02: ♥♦ 13 Tips to write low latency applications in Java

Extends Writing low latency applications in Java interview Q&As. If the job description says “low latency” application, then be prepared. Even if “low latency” experience is not a requirement, all employers like candidates who can not only build systems that perform well, but also can stress test (e.g. JMeter), profile (e.g. jvisualvm) & performance tune.

Tip #1: Use a RTSJ (Real Time Specification for Java ) JVM. IBM, Oracle, and other smaller vendors have implemented this, but it comes at a cost. Oracle’s JavaRT, IBM’s real-time WebSpere, and aicas JamaicaVM to name a few popular ones. In real time JVM, instead of writing java.lang.Thread you just have to write, javax.realtime.RealtimeThread. Azul Zing is another JVM for a more predictable performance.

Tip #2: Big O notation for algorithms: Ensure all your data structures related algorithms are O(1) or at least O(log n). This is probably the biggest cause of performance issues. Make sure that you have performance tests with real size data. Also, make sure that your algorithms are cache friendly. It is imperative to use proper cache strategies to minimize garbage collection pauses by having proper cache expiry strategy, using weak references for cache, reducing cache by carefully deciding what to cache, increasing the cache size along with the heap memory to reduce object eviction from cache, etc.  Understanding Big O notations through Java examples

Tip #3: Lock free algorithms.  Use lock free algorithms and non blocking I/Os.  Even the most well designed concurrent application that uses locks is at risk of blocking.

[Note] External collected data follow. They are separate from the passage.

//! Driving-event and telemetry rules.
//!
//! Every rule is an independent predicate over the current sample, the
//! previous sample for the same device and that device's runtime state.
//! Rules never fail: when an input they need is missing they simply do not
//! fire. Cooldown and dedup are the gate's job, not the rules'.

pub mod cornering;
pub mod offline;
pub mod protocol;
pub mod speed;
pub mod stop;
pub mod telemetry;

use crate::engine::attributes::Telemetry;
use crate::engine::tracker::DeviceRuntimeState;
use crate::models::{AlertKind, Sample, Severity};
use chrono::{DateTime, Duration, Utc};

pub use cornering::{course_delta, turn_direction, HarshCorneringRule, TurnDirection};
pub use offline::OfflineRule;
pub use protocol::{ProtocolEventRule, ProtocolEventTable};
pub use speed::{HarshAccelerationRule, HarshBrakingRule, OverspeedRule};
pub use stop::DriverMissingRule;
pub use telemetry::{HighTemperatureRule, LowBatteryRule, LowFuelRule, PhoneCallRule};

/// Which overspeed limit applies. The general fleet view and the
/// protocol-specific view historically disagree (20 vs 60 km/h).
#[derive(Debug, Clone, Copy, Default, PartialEq, Eq)]
pub enum RuleProfile {
    #[default]
    General,
    Protocol,
}

impl std::str::FromStr for RuleProfile {
    type Err = String;

    fn from_str(s: &str) -> Result<Self, Self::Err> {
        match s.to_lowercase().as_str() {
            "general" => Ok(Self::General),
            "protocol" => Ok(Self::Protocol),
            _ => Err(format!("unknown rule profile: {s}")),
        }
    }
}

#[derive(Debug, Clone, PartialEq)]
pub struct Thresholds {
    pub speed_limit_kmh: f64,
    pub low_fuel_percent: f64,
    pub low_battery_percent: f64,
    pub harsh_braking_kmh: f64,
    pub harsh_acceleration_kmh: f64,
    pub harsh_cornering_deg: f64,
    pub cornering_min_speed_kmh: f64,
    pub driver_missing_after: Duration,
    pub high_temperature_c: f64,
    pub offline_after: Duration,
}

impl Default for Thresholds {
    fn default() -> Self {
        Self::for_profile(RuleProfile::General)
    }
}

impl Thresholds {
    pub fn for_profile(profile: RuleProfile) -> Self {
        let speed_limit_kmh = match profile {
            RuleProfile::General => 20.0,
            RuleProfile::Protocol => 60.0,
        };
        Self {
            speed_limit_kmh,
            low_fuel_percent: 20.0,
            low_battery_percent: 30.0,
            harsh_braking_kmh: 10.0,
            harsh_acceleration_kmh: 20.0,
            harsh_cornering_deg: 45.0,
            cornering_min_speed_kmh: 5.0,
            driver_missing_after: Duration::minutes(2),
            high_temperature_c: 50.0,
            offline_after: Duration::minutes(10),
        }
    }
}

/// Everything a rule may look at for one sample.
pub struct RuleContext<'a> {
    pub device_id: &'a str,
    pub device_name: &'a str,
    pub sample: &'a Sample,
    pub previous: Option<&'a Sample>,
    pub state: &'a DeviceRuntimeState,
    pub telemetry: &'a Telemetry,
    /// False when this sample id was already evaluated for protocol events.
    pub position_changed: bool,
}

/// A rule firing, before dedup and cooldown.
#[derive(Debug, Clone, PartialEq)]
pub struct AlertCandidate {
    pub device_id: String,
    pub device_name: String,
    pub kind: AlertKind,
    pub severity: Severity,
    pub message: String,
    pub value: Option<f64>,
    pub threshold: Option<f64>,
    pub timestamp: DateTime<Utc>,
    pub latitude: Option<f64>,
    pub longitude: Option<f64>,
}

impl AlertCandidate {
    /// Candidate positioned at the context's current sample.
    pub fn at_sample(
        ctx: &RuleContext<'_>,
        kind: AlertKind,
        severity: Severity,
        message: String,
    ) -> Self {
        Self {
            device_id: ctx.device_id.to_string(),
            device_name: ctx.device_name.to_string(),
            kind,
            severity,
            message,
            value: None,
            threshold: None,
            timestamp: ctx.sample.timestamp,
            latitude: Some(ctx.sample.latitude),
            longitude: Some(ctx.sample.longitude),
        }
    }

    pub fn with_measure(mut self, value: f64, threshold: f64) -> Self {
        self.value = Some(value);
        self.threshold = Some(threshold);
        self
    }
}

pub trait Rule: Send + Sync {
    fn kind(&self) -> AlertKind;

    fn evaluate(&self, ctx: &RuleContext<'_>) -> Option<AlertCandidate>;
}

pub struct RuleEvaluator {
    rules: Vec<Box<dyn Rule>>,
}

impl RuleEvaluator {
    pub fn new(rules: Vec<Box<dyn Rule>>) -> Self {
        Self { rules }
    }

    /// The full per-sample rule set. Offline is not included: it is driven
    /// by the liveness sweep, not by samples.
    pub fn with_defaults(thresholds: &Thresholds, events: ProtocolEventTable) -> Self {
        Self::new(vec![
            Box::new(OverspeedRule {
                limit_kmh: thresholds.speed_limit_kmh,
            }),
            Box::new(LowFuelRule {
                min_percent: thresholds.low_fuel_percent,
            }),
            Box::new(LowBatteryRule {
                min_percent: thresholds.low_battery_percent,
            }),
            Box::new(HarshBrakingRule {
                max_drop_kmh: thresholds.harsh_braking_kmh,
            }),
            Box::new(HarshAccelerationRule {
                max_gain_kmh: thresholds.harsh_acceleration_kmh,
            }),
            Box::new(HarshCorneringRule {
                max_delta_deg: thresholds.harsh_cornering_deg,
                min_speed_kmh: thresholds.cornering_min_speed_kmh,
            }),
            Box::new(DriverMissingRule {
                after: thresholds.driver_missing_after,
            }),
            Box::new(HighTemperatureRule {
                max_c: thresholds.high_temperature_c,
            }),
            Box::new(PhoneCallRule),
            Box::new(ProtocolEventRule::new(events)),
        ])
    }

    pub fn rules(&self) -> &[Box<dyn Rule>] {
        &self.rules
    }

    pub fn evaluate(&self, ctx: &RuleContext<'_>) -> Vec<AlertCandidate> {
        self.rules.iter().filter_map(|rule| rule.evaluate(ctx)).collect()
    }
}

#[cfg(test)]
pub(crate) mod test_support {
    use super::*;
    use crate::engine::attributes::AttributeResolver;
    use chrono::TimeZone;

    pub fn at(secs: i64) -> DateTime<Utc> {
        Utc.with_ymd_and_hms(2025, 3, 4, 9, 0, 0).unwrap() + Duration::seconds(secs)
    }

    pub fn sample(secs: i64, speed: f64) -> Sample {
        Sample::new("dev-1", at(secs), 20.6525, -100.3914).with_speed(speed)
    }

    /// Runs `rule` against `current` with an optional previous sample.
    pub fn run(
        rule: &dyn Rule,
        current: &Sample,
        previous: Option<&Sample>,
        state: &DeviceRuntimeState,
    ) -> Option<AlertCandidate> {
        let telemetry = AttributeResolver::default().resolve(current, state);
        let ctx = RuleContext {
            device_id: &current.device_id,
            device_name: "Unit 1",
            sample: current,
            previous,
            state,
            telemetry: &telemetry,
            position_changed: true,
        };
        rule.evaluate(&ctx)
    }
}

#[cfg(test)]
mod tests {
    use super::test_support::*;
    use super::*;
    use crate::engine::attributes::AttributeResolver;

    #[test]
    fn profiles_differ_only_in_speed_limit() {
        let general = Thresholds::for_profile(RuleProfile::General);
        let protocol = Thresholds::for_profile(RuleProfile::Protocol);
        assert_eq!(general.speed_limit_kmh, 20.0);
        assert_eq!(protocol.speed_limit_kmh, 60.0);
        assert_eq!(
            Thresholds {
                speed_limit_kmh: 60.0,
                ..general
            },
            protocol
        );
    }

    #[test]
    fn multiple_rules_fire_from_one_sample() {
        let evaluator = RuleEvaluator::with_defaults(&Thresholds::default(), ProtocolEventTable::default());
        let prev = sample(0, 10.0);
        let current = sample(5, 45.0)
            .with_attribute("phoneCall", true)
            .with_attribute("battery", 12.0);
        let state = DeviceRuntimeState::default();
        let telemetry = AttributeResolver::default().resolve(&current, &state);
        let ctx = RuleContext {
            device_id: "dev-1",
            device_name: "Unit 1",
            sample: &current,
            previous: Some(&prev),
            state: &state,
            telemetry: &telemetry,
            position_changed: true,
        };
        let mut kinds: Vec<_> = evaluator.evaluate(&ctx).into_iter().map(|c| c.kind).collect();
        kinds.sort();
        assert_eq!(
            kinds,
            vec![
                AlertKind::Overspeed,
                AlertKind::LowBattery,
                AlertKind::HarshAcceleration,
                AlertKind::PhoneCall,
            ]
        );
    }

    #[test]
    fn quiet_sample_fires_nothing() {
        let evaluator = RuleEvaluator::with_defaults(&Thresholds::default(), ProtocolEventTable::default());
        let prev = sample(0, 12.0);
        let current = sample(5, 15.0);
        let state = DeviceRuntimeState::default();
        let telemetry = AttributeResolver::default().resolve(&current, &state);
        let ctx = RuleContext {
            device_id: "dev-1",
            device_name: "Unit 1",
            sample: &current,
            previous: Some(&prev),
            state: &state,
            telemetry: &telemetry,
            position_changed: true,
        };
        assert!(evaluator.evaluate(&ctx).is_empty());
        assert_eq!(evaluator.rules().len(), 10);
    }
}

The java.util.concurrent package allows concurrent reads (e.g. ConcurrentHashmap). Lock free algorithms like CAS (Compare And Swap) can improve performance. 5 Java Concurrency interview Q&As.

The Java NIO (i.e.New I/O) supports non-blocking I/Os. 15 Java old I/O and NIO (i.e. New I/O) interview Q&As

Blocking is not good for low latency applications. Minimize context switching among threads by having threads not more than the number of CPU cores in your machine.

Tip #4 : Reduce memory size: Reduce the number of objects you create. Apply the flyweight design pattern where applicable. Favor stateless objects. Where applicable write immutable objects that can be shared between threads. Fewer objects mean lesser GC.

Tip #5: Tune your JVM:  Tune your JVM with appropriate heap sizes and GC configuration. Before tuning profile your application with real life data. Basically you want to minimize GC pause durations and increase GC throughput. GC throughput is a measure of % of time not spent on GC over a long period of time.  Specialist GC collectors like the Azul collector can in many cases solve this problem for you out of the box, but for many you who use the Oracle’s GC, you need to understand how GC works and tune it to minimize the duration of the pauses. The default JVM options optimize for throughput, and latencies could be improved by switching to the Concurrent Garbarge Collector.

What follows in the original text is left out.